--- TASK GOAL ---
Filter on the word "expected": copy each matching line from the listing below.

--- DATA SECTION ---
use std::fmt;
use std::future::Future;
use std::pin::Pin;

/// Boxed future returned by the awaiting twins of parser operations.
///
/// The engine is runtime agnostic; nothing here spawns or blocks.
pub type BoxFuture<'f, T> = Pin<Box<dyn Future<Output = T> + 'f>>;

/// Execution capability of a parser: whether its token conversions may await.
///
/// Composing parsers joins their modes ([`Mode::join`]), so one awaited child
/// makes the whole composition `Async`.  The mode is declared data, never
/// observed behaviour, which keeps it computable without running any parser.
#[derive(Debug, Clone, Copy, PartialEq, Eq)]
pub enum Mode {
    /// Conversions return immediately.
    Sync,
    /// Conversions may await external lookups.
    Async,
}

impl Mode {
    /// Combine with `other`; `Async` propagates.
    pub fn join(self, other: Mode) -> Mode {
        match (self, other) {
            (Mode::Sync, Mode::Sync) => Mode::Sync,
            _ => Mode::Async,
        }
    }
}

impl fmt::Display for Mode {
    fn fmt(&self, f: &mut fmt::Formatter) -> fmt::Result {
        write!(f, "{:?}", self)
    }
}

/// Ordering weight resolving which parser claims an ambiguous next token.
///
/// When several parsers could legally consume the buffer head, candidates are
/// tried in descending priority; equal priorities fall back to declaration
/// order.
#[derive(Debug, Clone, Copy, PartialEq, Eq, PartialOrd, Ord)]
pub struct Priority(i8);

impl Priority {
    /// Constants never claim tokens.
    pub const CONSTANT: Priority = Priority(0);
    /// Pass-through collectors only take what nothing else claims.
    pub const PASS_THROUGH: Priority = Priority(2);
    /// Positional arguments lose ties to options and commands.
    pub const ARGUMENT: Priority = Priority(5);
    /// Flags and valued options.
    pub const OPTION: Priority = Priority(10);
    /// Subcommands claim their name before anything else runs.
    pub const COMMAND: Priority = Priority(15);

    /// A custom weight for caller-defined parsers.
    pub const fn new(weight: i8) -> Priority {
        Priority(weight)
    }
}

impl fmt::Display for Priority {
    fn fmt(&self, f: &mut fmt::Formatter) -> fmt::Result {
        write!(f, "{}", self.0)
    }
}
use crate::error::{ErrorContext, ErrorHook, ErrorKind, ErrorOverrides, Failure};
use crate::message::Message;
use crate::model::{BoxFuture, Mode, Priority};
use crate::parse::{end_of_input, Outcome, ParseContext, Parser};
use crate::suggest::Suggestion;
use crate::token::{classify, TokenShape};
use crate::usage::{DocEntry, DocFragment, DocFragments, DocState, UsageTerm};

use super::decline;

/// Progress of a [`Command`]: waiting for its name, or inside its subtree.
#[derive(Debug, Clone, PartialEq)]
pub enum CommandState<S> {
    /// The leading name has not appeared yet.
    Pending,
    /// The name matched; every further token belongs to the inner parser.
    Entered(S),
}

/// A subcommand: a literal leading token that hands the rest of the buffer
/// to an inner parser.
///
/// Commands claim at the highest priority, so a bare word is a command
/// before it is a positional argument.  After the `--` terminator a command
/// name is plain text and no longer matches.
pub struct Command<P> {
    name: String,
    inner: P,
    help: Option<Message>,
    overrides: ErrorOverrides,
}

/// A subcommand answering to `name`, parsing its tail with `inner`.
///
/// ### Example
/// ```
/// use argot::{argument, command, parse, string};
///
/// let push = command("push", argument("REMOTE", string()));
/// assert_eq!(parse(&push, ["push", "origin"]).unwrap(), "origin".to_string());
/// ```
pub fn command<P: Parser>(name: impl Into<String>, inner: P) -> Command<P> {
    Command {
        name: name.into(),
        inner,
        help: None,
        overrides: ErrorOverrides::default(),
    }
}

impl<P: Parser> Command<P> {
    /// Describe this command for help documents and completion annotations.
    pub fn help(mut self, text: impl Into<Message>) -> Self {
        self.help = Some(text.into());
        self
    }

    /// Replace the stock message for one failure kind.
    pub fn error(mut self, kind: ErrorKind, hook: impl Into<ErrorHook>) -> Self {
        self.overrides.insert(kind, hook.into());
        self
    }

    fn fail(
        &self,
        kind: ErrorKind,
        token: &str,
        consumed: usize,
        stock: impl FnOnce() -> Message,
    ) -> Failure {
        let expected = vec![self.name.clone()];
        let context = ErrorContext {
            token: Some(token),
            expected: &expected,
            suggestions: &[],
        };
        Failure {
            kind,
            message: self.overrides.build(kind, &context, stock),
            consumed,
        }
    }

    fn unwrap_entered(state: CommandState<P::State>) -> P::State {
        match state {
            CommandState::Entered(inner) => inner,
            CommandState::Pending => {
                unreachable!("internal error - command state changed mid-step")
            }
        }
    }

    fn enter(&self, context: ParseContext<CommandState<P::State>>) -> Outcome<CommandState<P::State>> {
        let head = match context.head() {
            Some(head) => head.to_string(),
            None => {
                return Err(end_of_input(
                    Message::new().text("expected command").value(&*self.name),
                ))
            }
        };

        if !context.options_terminated() {
            if let TokenShape::Terminator = classify(&head) {
                return Ok(context.accept_terminator());
            }
        } else {
            return Err(decline(&head));
        }

        if head == self.name {
            Ok(context
                .map_state(|_| CommandState::Entered(self.inner.initial_state()))
                .advance(1)
                .claimed_by(self.priority()))
        } else {
            Err(decline(&head))
        }
    }
}

impl<P: Parser> Parser for Command<P> {
    type State = CommandState<P::State>;
    type Value = P::Value;

    fn priority(&self) -> Priority {
        Priority::COMMAND
    }

    fn mode(&self) -> Mode {
        self.inner.mode()
    }

    fn usage(&self) -> Vec<UsageTerm> {
        vec![UsageTerm::Command {
            name: self.name.clone(),
        }]
    }

    fn initial_state(&self) -> Self::State {
        CommandState::Pending
    }

    fn parse(&self, context: ParseContext<Self::State>) -> Outcome<Self::State> {
        if let CommandState::Pending = context.state() {
            return self.enter(context);
        }

        let (buffer, state, terminated) = context.into_parts();
        let inner_context = ParseContext::from_parts(buffer, Self::unwrap_entered(state), terminated);
        // Tokens consumed inside the command still belong to the command
        // from any enclosing record's point of view.
        self.inner
            .parse(inner_context)
            .map(|next| next.map_state(CommandState::Entered).claimed_by(self.priority()))
    }

    fn parse_async<'f>(
        &'f self,
        context: ParseContext<Self::State>,
    ) -> BoxFuture<'f, Outcome<Self::State>>
    where
        Self::State: 'f,
    {
        Box::pin(async move {
            if let CommandState::Pending = context.state() {
                return self.enter(context);
            }

            let (buffer, state, terminated) = context.into_parts();
            let inner_context =
                ParseContext::from_parts(buffer, Self::unwrap_entered(state), terminated);
            self.inner
                .parse_async(inner_context)
                .await
                .map(|next| next.map_state(CommandState::Entered).claimed_by(self.priority()))
        })
    }

    fn complete(&self, state: Self::State) -> Result<Self::Value, Failure> {
        match state {
            CommandState::Pending => Err(self.fail(ErrorKind::MissingRequired, "", 0, || {
                Message::new()
                    .text("missing required command")
                    .value(&*self.name)
            })),
            CommandState::Entered(inner) => self.inner.complete(inner),
        }
    }

    fn suggest(&self, context: &ParseContext<Self::State>, prefix: &str) -> Vec<Suggestion> {
        match context.state() {
            CommandState::Pending => {
                if context.options_terminated()
                    || !context.buffer().is_empty()
                    || !self.name.starts_with(prefix)
                {
                    return Vec::new();
                }
                match &self.help {
                    Some(help) => vec![Suggestion::noted(&*self.name, help.to_string())],
                    None => vec![Suggestion::literal(&*self.name)],
                }
            }
            CommandState::Entered(inner) => self
                .inner
                .suggest(&context.with_state(inner.clone()), prefix),
        }
    }

    fn suggest_async<'f>(
        &'f self,
        context: &'f ParseContext<Self::State>,
        prefix: &'f str,
    ) -> BoxFuture<'f, Vec<Suggestion>> {
        Box::pin(async move {
            match context.state() {
                CommandState::Pending => self.suggest(context, prefix),
                CommandState::Entered(inner) => {
                    let view = context.with_state(inner.clone());
                    self.inner.suggest_async(&view, prefix).await
                }
            }
        })
    }

    fn doc_fragments(
        &self,
        availability: DocState<'_, Self::State>,
        default: Option<Message>,
    ) -> DocFragments {
        let inner_availability = match availability {
            DocState::Available(CommandState::Entered(state)) => DocState::Available(state),
            _ => DocState::Unavailable,
        };
        let inner = self.inner.doc_fragments(inner_availability, None);

        let mut fragments = DocFragments::entry(DocEntry {
            term: UsageTerm::Command {
                name: self.name.clone(),
            },
            description: self.help.clone(),
            default,
            choices: None,
        });
        fragments.fragments.push(DocFragment::Section {
            title: self.name.clone(),
            entries: inner.into_entries(),
        });
        fragments
    }
}
use std::fmt::Display;
use std::marker::PhantomData;
use std::str::FromStr;

use crate::message::Message;
use crate::model::{BoxFuture, Mode};
use crate::suggest::Suggestion;

/// Converts a single token into a typed value, and a value back into a token.
///
/// Option and argument parsers delegate the text-to-type step to a
/// `ValueParser`; everything above this trait deals in whole tokens only.
///
/// There is an implicit (non-compile time) requirement on implementations:
/// > [`ValueParser::parse`] must invert [`ValueParser::format`].
///
/// This requirement is what lets a recorded default value round-trip through
/// the help document, and lets completion replay a formatted value verbatim.
///
/// Implementations that can only convert asynchronously should override
/// [`ValueParser::parse_async`] (and [`ValueParser::mode`] to return
/// [`Mode::Async`]); the engine never invokes the blocking [`ValueParser::parse`]
/// on a tree whose mode is async.
pub trait ValueParser {
    /// The conversion target.
    type Value;

    /// Whether conversion may suspend.
    fn mode(&self) -> Mode {
        Mode::Sync
    }

    /// Placeholder naming the value in usage lines, when this parser has an
    /// opinion (ex: a closed choice set renders as `{a|b}`).
    fn metavar(&self) -> Option<String> {
        None
    }

    /// Convert one token.
    fn parse(&self, token: &str) -> Result<Self::Value, Message>;

    /// Render a value in the form [`ValueParser::parse`] accepts.
    fn format(&self, value: &Self::Value) -> String;

    /// Completion candidates for a partially typed value.
    fn suggest(&self, prefix: &str) -> Vec<Suggestion> {
        let _ = prefix;
        Vec::new()
    }

    /// The closed set of accepted spellings, when one exists.
    fn choices(&self) -> Option<Vec<String>> {
        None
    }

    /// Non-blocking twin of [`ValueParser::parse`].
    fn parse_async<'f>(&'f self, token: &'f str) -> BoxFuture<'f, Result<Self::Value, Message>>
    where
        Self::Value: 'f,
    {
        Box::pin(std::future::ready(self.parse(token)))
    }

    /// Non-blocking twin of [`ValueParser::suggest`].
    fn suggest_async<'f>(&'f self, prefix: &'f str) -> BoxFuture<'f, Vec<Suggestion>> {
        Box::pin(std::future::ready(self.suggest(prefix)))
    }
}

/// A [`ValueParser`] backed by the type's `FromStr` implementation.
///
/// There is an implicit (non-compile time) requirement for the type `T`:
/// > The implementation of `std::str::FromStr` must invert `std::fmt::Display`.
///
/// Most types naturally adhere; rust's `bool` is one:
/// ```
/// # use std::str::FromStr;
/// assert_eq!(bool::from_str("true").unwrap().to_string(), "true");
/// assert_eq!(bool::from_str("false").unwrap().to_string(), "false");
/// ```
pub struct FromStrValue<T> {
    phantom: PhantomData<T>,
}

/// Value parser converting via `T::from_str`.
///
/// ### Example
/// ```
/// use argot::{from_str, ValueParser};
///
/// let port = from_str::<u16>();
/// assert_eq!(port.parse("8080"), Ok(8080));
/// assert!(port.parse("eight").is_err());
/// assert_eq!(port.format(&8080), "8080");
/// ```
pub fn from_str<T: FromStr + Display>() -> FromStrValue<T> {
    FromStrValue {
        phantom: PhantomData,
    }
}

/// Value parser passing the token through untouched.
pub fn string() -> FromStrValue<String> {
    from_str::<String>()
}

impl<T: FromStr + Display> ValueParser for FromStrValue<T> {
    type Value = T;

    fn parse(&self, token: &str) -> Result<T, Message> {
        T::from_str(token).map_err(|_| {
            Message::new()
                .text("cannot convert")
                .value(token)
                .text(format!("to {}", std::any::type_name::<T>()))
        })
    }

    fn format(&self, value: &T) -> String {
        value.to_string()
    }
}

/// A [`ValueParser`] accepting a closed set of spellings.
///
/// The parsed value is the matched spelling itself; pair with
/// [`Parser::map`](crate::Parser::map) to reach a richer type.
pub struct ChoicesValue {
    spellings: Vec<String>,
}

/// Value parser accepting exactly the given spellings.
///
/// ### Example
/// ```
/// use argot::{choices, ValueParser};
///
/// let level = choices(["debug", "info", "warn"]);
/// assert_eq!(level.parse("info"), Ok("info".to_string()));
/// assert!(level.parse("verbose").is_err());
/// assert_eq!(level.metavar(), Some("{debug|info|warn}".to_string()));
/// ```
pub fn choices<I, S>(spellings: I) -> ChoicesValue
where
    I: IntoIterator<Item = S>,
    S: Into<String>,
{
    ChoicesValue {
        spellings: spellings.into_iter().map(Into::into).collect(),
    }
}

impl ValueParser for ChoicesValue {
    type Value = String;

    fn metavar(&self) -> Option<String> {
        Some(format!("{{{}}}", self.spellings.join("|")))
    }

    fn parse(&self, token: &str) -> Result<String, Message> {
        if self.spellings.iter().any(|spelling| spelling == token) {
            Ok(token.to_string())
        } else {
            Err(Message::new()
                .text("expected one of")
                .values(self.spellings.clone())
                .text(", got")
                .value(token))
        }
    }

    fn format(&self, value: &String) -> String {
        value.clone()
    }

    fn suggest(&self, prefix: &str) -> Vec<Suggestion> {
        self.spellings
            .iter()
            .filter(|spelling| spelling.starts_with(prefix))
            .map(Suggestion::literal)
            .collect()
    }

    fn choices(&self) -> Option<Vec<String>> {
        Some(self.spellings.clone())
    }
}
impl<A, B> Parser for LongestMatch<A, B>
where
    A: Parser,
    B: Parser<Value = A::Value>,
{
    type State = AltState<A::State, B::State>;
    type Value = A::Value;

    fn priority(&self) -> Priority {
        self.first.priority().max(self.second.priority())
    }

    fn mode(&self) -> Mode {
        self.first.mode().join(self.second.mode())
    }

    fn usage(&self) -> Vec<UsageTerm> {
        vec![UsageTerm::Exclusive(vec![
            self.first.usage(),
            self.second.usage(),
        ])]
    }

    fn initial_state(&self) -> Self::State {
        AltState::Undecided
    }

    fn parse(&self, context: ParseContext<Self::State>) -> Outcome<Self::State> {
        match context.state().clone() {
            AltState::Undecided => {
                let head = match context.head() {
                    Some(head) => head.to_string(),
                    None => return Err(end_of_input(Message::from("nothing left to parse"))),
                };
                let first_run = run_to_exhaustion(
                    &self.first,
                    context.with_state(self.first.initial_state()),
                );
                let second_run = run_to_exhaustion(
                    &self.second,
                    context.with_state(self.second.initial_state()),
                );
                self.choose(&head, first_run, second_run)
            }
            AltState::First(state) => self
                .first
                .parse(context.with_state(state))
                .map(|next| next.map_state(AltState::First).claimed_by(self.priority())),
            AltState::Second(state) => self
                .second
                .parse(context.with_state(state))
                .map(|next| next.map_state(AltState::Second).claimed_by(self.priority())),
        }
    }

    fn parse_async<'f>(
        &'f self,
        context: ParseContext<Self::State>,
    ) -> BoxFuture<'f, Outcome<Self::State>>
    where
        Self::State: 'f,
    {
        Box::pin(async move {
            match context.state().clone() {
                AltState::Undecided => {
                    let head = match context.head() {
                        Some(head) => head.to_string(),
                        None => {
                            return Err(end_of_input(Message::from("nothing left to parse")))
                        }
                    };
                    let first_run = run_to_exhaustion_async(
                        &self.first,
                        context.with_state(self.first.initial_state()),
                    )
                    .await;
                    let second_run = run_to_exhaustion_async(
                        &self.second,
                        context.with_state(self.second.initial_state()),
                    )
                    .await;
                    self.choose(&head, first_run, second_run)
                }
                AltState::First(state) => self
                    .first
                    .parse_async(context.with_state(state))
                    .await
                    .map(|next| next.map_state(AltState::First).claimed_by(self.priority())),
                AltState::Second(state) => self
                    .second
                    .parse_async(context.with_state(state))
                    .await
                    .map(|next| next.map_state(AltState::Second).claimed_by(self.priority())),
            }
        })
    }

    fn complete(&self, state: Self::State) -> Result<Self::Value, Failure> {
        match state {
            AltState::Undecided => match self.first.complete(self.first.initial_state()) {
                Ok(value) => Ok(value),
                Err(first_failure) => {
                    match self.second.complete(self.second.initial_state()) {
                        Ok(value) => Ok(value),
                        Err(_) => Err(first_failure),
                    }
                }
            },
            AltState::First(state) => self.first.complete(state),
            AltState::Second(state) => self.second.complete(state),
        }
    }

    fn suggest(&self, context: &ParseContext<Self::State>, prefix: &str) -> Vec<Suggestion> {
        match context.state() {
            AltState::Undecided => {
                let mut suggestions = self
                    .first
                    .suggest(&context.with_state(self.first.initial_state()), prefix);
                suggestions.extend(
                    self.second
                        .suggest(&context.with_state(self.second.initial_state()), prefix),
                );
                suggestions
            }
            AltState::First(state) => self
                .first
                .suggest(&context.with_state(state.clone()), prefix),
            AltState::Second(state) => self
                .second
                .suggest(&context.with_state(state.clone()), prefix),
        }
    }

    fn suggest_async<'f>(
        &'f self,
        context: &'f ParseContext<Self::State>,
        prefix: &'f str,
    ) -> BoxFuture<'f, Vec<Suggestion>> {
        Box::pin(async move {
            match context.state() {
                AltState::Undecided => {
                    let view = context.with_state(self.first.initial_state());
                    let mut suggestions = self.first.suggest_async(&view, prefix).await;
                    let view = context.with_state(self.second.initial_state());
                    suggestions.extend(self.second.suggest_async(&view, prefix).await);
                    suggestions
                }
                AltState::First(state) => {
                    let view = context.with_state(state.clone());
                    self.first.suggest_async(&view, prefix).await
                }
                AltState::Second(state) => {
                    let view = context.with_state(state.clone());
                    self.second.suggest_async(&view, prefix).await
                }
            }
        })
    }

    fn doc_fragments(
        &self,
        availability: DocState<'_, Self::State>,
        default: Option<Message>,
    ) -> DocFragments {
        let (first_availability, second_availability) = match availability {
            DocState::Available(AltState::First(state)) => {
                (DocState::Available(state), DocState::Unavailable)
            }
            DocState::Available(AltState::Second(state)) => {
                (DocState::Unavailable, DocState::Available(state))
            }
            _ => (DocState::Unavailable, DocState::Unavailable),
        };
        let mut docs = self.first.doc_fragments(first_availability, default.clone());
        docs.merge(self.second.doc_fragments(second_availability, default));
        docs
    }
}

--- OUTPUT ---
        let expected = vec![self.name.clone()];
            expected: &expected,
                    Message::new().text("expected command").value(&*self.name),
                .text("expected one of")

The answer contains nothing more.